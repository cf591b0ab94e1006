use std::fmt;

use serde::{Deserialize, Serialize};
use uuid::Uuid;

use crate::currency::CurrencyAmount;
use crate::item::Item;
use crate::metadata::FormulaContext;

/// Unique identifier for every actor in the store.
#[derive(Debug, Clone, Copy, PartialEq, Eq, Hash, Serialize, Deserialize)]
pub struct ActorId(pub Uuid);

impl ActorId {
    /// Generate a new random actor ID.
    pub fn new() -> Self {
        Self(Uuid::new_v4())
    }
}

impl Default for ActorId {
    fn default() -> Self {
        Self::new()
    }
}

impl fmt::Display for ActorId {
    fn fmt(&self, f: &mut fmt::Formatter<'_>) -> fmt::Result {
        write!(f, "{}", &self.0.to_string()[..8])
    }
}

/// What role an actor plays in loot and trade.
#[derive(Debug, Clone, Copy, PartialEq, Eq, Hash, Default, Serialize, Deserialize)]
#[serde(rename_all = "snake_case")]
pub enum ActorKind {
    /// A non-player character that can carry generated loot.
    #[default]
    Npc,
    /// A player character.
    Character,
    /// A shopkeeper that buys and sells.
    Merchant,
    /// A loot pile shared among observers.
    Loot,
}

impl fmt::Display for ActorKind {
    fn fmt(&self, f: &mut fmt::Formatter<'_>) -> fmt::Result {
        match self {
            Self::Npc => write!(f, "npc"),
            Self::Character => write!(f, "character"),
            Self::Merchant => write!(f, "merchant"),
            Self::Loot => write!(f, "loot"),
        }
    }
}

/// An actor record: coins, inventory, and the data formulas can reference.
#[derive(Debug, Clone, Serialize, Deserialize)]
pub struct Actor {
    /// Unique identifier for this actor.
    #[serde(default)]
    pub id: ActorId,
    /// Display name.
    pub name: String,
    /// The actor's role.
    #[serde(default)]
    pub kind: ActorKind,
    /// Coins carried.
    #[serde(default)]
    pub currency: CurrencyAmount,
    /// Attributes available to dice formulas as `@path`.
    #[serde(default)]
    pub data: FormulaContext,
    /// Owned items.
    #[serde(default)]
    pub items: Vec<Item>,
}

impl Actor {
    /// Create an empty actor with a random ID.
    pub fn new(kind: ActorKind, name: impl Into<String>) -> Self {
        Self {
            id: ActorId::new(),
            name: name.into(),
            kind,
            currency: CurrencyAmount::default(),
            data: FormulaContext::new(),
            items: Vec::new(),
        }
    }

    /// Set the starting coins.
    pub fn with_currency(mut self, currency: CurrencyAmount) -> Self {
        self.currency = currency;
        self
    }

    /// Add an owned item.
    pub fn with_item(mut self, item: Item) -> Self {
        self.items.push(item);
        self
    }

    /// Find an owned item stacking with `(name, price)`.
    pub fn find_stack(&self, name: &str, price: f64) -> Option<&Item> {
        self.items.iter().find(|i| i.stacks_with(name, price))
    }

    /// Find an owned item by name (case-insensitive).
    pub fn find_item_by_name(&self, name: &str) -> Option<&Item> {
        self.items.iter().find(|i| i.name.eq_ignore_ascii_case(name))
    }
}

+++++

• **Aim of the exercise**: Find the line that contains "buys and sells.". Copy it and every line after it to the end of the records, exactly, and nothing more.

• **Answer**:
    /// A shopkeeper that buys and sells.
    Merchant,
    /// A loot pile shared among observers.
    Loot,
}

impl fmt::Display for ActorKind {
    fn fmt(&self, f: &mut fmt::Formatter<'_>) -> fmt::Result {
        match self {
            Self::Npc => write!(f, "npc"),
            Self::Character => write!(f, "character"),
            Self::Merchant => write!(f, "merchant"),
            Self::Loot => write!(f, "loot"),
        }
    }
}

/// An actor record: coins, inventory, and the data formulas can reference.
#[derive(Debug, Clone, Serialize, Deserialize)]
pub struct Actor {
    /// Unique identifier for this actor.
    #[serde(default)]
    pub id: ActorId,
    /// Display name.
    pub name: String,
    /// The actor's role.
    #[serde(default)]
    pub kind: ActorKind,
    /// Coins carried.
    #[serde(default)]
    pub currency: CurrencyAmount,
    /// Attributes available to dice formulas as `@path`.
    #[serde(default)]
    pub data: FormulaContext,
    /// Owned items.
    #[serde(default)]
    pub items: Vec<Item>,
}

impl Actor {
    /// Create an empty actor with a random ID.
    pub fn new(kind: ActorKind, name: impl Into<String>) -> Self {
        Self {
            id: ActorId::new(),
            name: name.into(),
            kind,
            currency: CurrencyAmount::default(),
            data: FormulaContext::new(),
            items: Vec::new(),
        }
    }

    /// Set the starting coins.
    pub fn with_currency(mut self, currency: CurrencyAmount) -> Self {
        self.currency = currency;
        self
    }

    /// Add an owned item.
    pub fn with_item(mut self, item: Item) -> Self {
        self.items.push(item);
        self
    }

    /// Find an owned item stacking with `(name, price)`.
    pub fn find_stack(&self, name: &str, price: f64) -> Option<&Item> {
        self.items.iter().find(|i| i.stacks_with(name, price))
    }

    /// Find an owned item by name (case-insensitive).
    pub fn find_item_by_name(&self, name: &str) -> Option<&Item> {
        self.items.iter().find(|i| i.name.eq_ignore_ascii_case(name))
    }
}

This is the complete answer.